On Mon, Apr 20, 2026 at 2:28 PM Lakshmi N <lakshmin.jhs@gmail.com> wrote:
>
> Hi Hackers,
>
> The PG19-optimized slot catchup query uses a CTE that filters on
> invalidation_reason IS NULL, then cross-joins it with the main slot
> query. When ALL logical slots in a database are invalid, the CTE
> returns zero rows, and the cross join produces an empty result set.
> This causes pg_upgrade to silently skip those slots entirely --
> neither detecting them as invalid (which should block the upgrade)

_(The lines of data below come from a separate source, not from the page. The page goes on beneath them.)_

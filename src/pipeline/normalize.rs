//! Line-break normalisation: every CR, LF and CRLF becomes CRLF.
//!
//! The substitutions run in a fixed order so that no break is rewritten
//! twice: CRLF collapses to a lone CR first, then every LF joins it as CR,
//! and only then is each CR expanded back to CRLF.

const CR: &str = "\r";
const LF: &str = "\n";
const CRLF: &str = "\r\n";

/// Text whose only line break is CRLF. Only [`normalize`] constructs it.
#[derive(Debug, Clone, PartialEq, Eq)]
pub struct NormalizedText(String);

impl NormalizedText {
    pub fn as_str(&self) -> &str {
        &self.0
    }

    /// Lines split on CRLF. A trailing CRLF does not open an extra line.
    pub fn lines(&self) -> impl Iterator<Item = &str> {
        split_lines(&self.0)
    }

    pub fn into_string(self) -> String {
        self.0
    }
}

impl AsRef<str> for NormalizedText {
    fn as_ref(&self) -> &str {
        &self.0
    }
}

/// Rewrite all line breaks in `text` to CRLF.
pub fn normalize(text: &str) -> NormalizedText {
    let collapsed = text.replace(CRLF, CR).replace(LF, CR);
    NormalizedText(collapsed.replace(CR, CRLF))
}

/// Split CRLF-delimited text into lines, ignoring one trailing terminator.
pub(crate) fn split_lines(text: &str) -> impl Iterator<Item = &str> {
    let body = text.strip_suffix(CRLF).unwrap_or(text);
    // "" has no lines; "\r\n" has one empty line.
    let skip_all = text.is_empty();
    body.split(CRLF).filter(move |_| !skip_all)
}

> nor attempting to migrate them.
>
> The pre-PG19 query path does not have this problem because it queries
> pg_replication_slots directly without a cross join. This may not impact
> upgrade to PG19 but will change the behavior for PG20 upgrade.
>
> Fix by changing the cross join to a LEFT JOIN,
> so that invalid slots still appear in the result set with NULL
> caught_up values.
>
I agree with the problem here.
Another way to solve this would be using a scalar subquery(see [1]),
but that would reduce readability. Thus, I prefer a LEFT OUTER JOIN on
TRUE here. There should also be no performance impact, since the
right-hand side query will always return at most one row due to the
LIMIT 1 clause. So IMO, the proposed solution is good. Copying
Sawada-san, as he was the author of the original patch.
[1]:
SELECT slot_name, plugin, two_phase, failover,
CASE
WHEN invalidation_reason IS NOT NULL THEN FALSE
ELSE (
(SELECT last_pending_wal FROM check_caught_up) IS NULL
OR confirmed_flush_lsn > (SELECT last_pending_wal FROM check_caught_up)
)
END as caught_up,
invalidation_reason IS NOT NULL as invalid
FROM pg_catalog.pg_replication_slots
WHERE slot_type = 'logical'
AND database = current_database()
AND temporary IS FALSE;
thanks
Shveta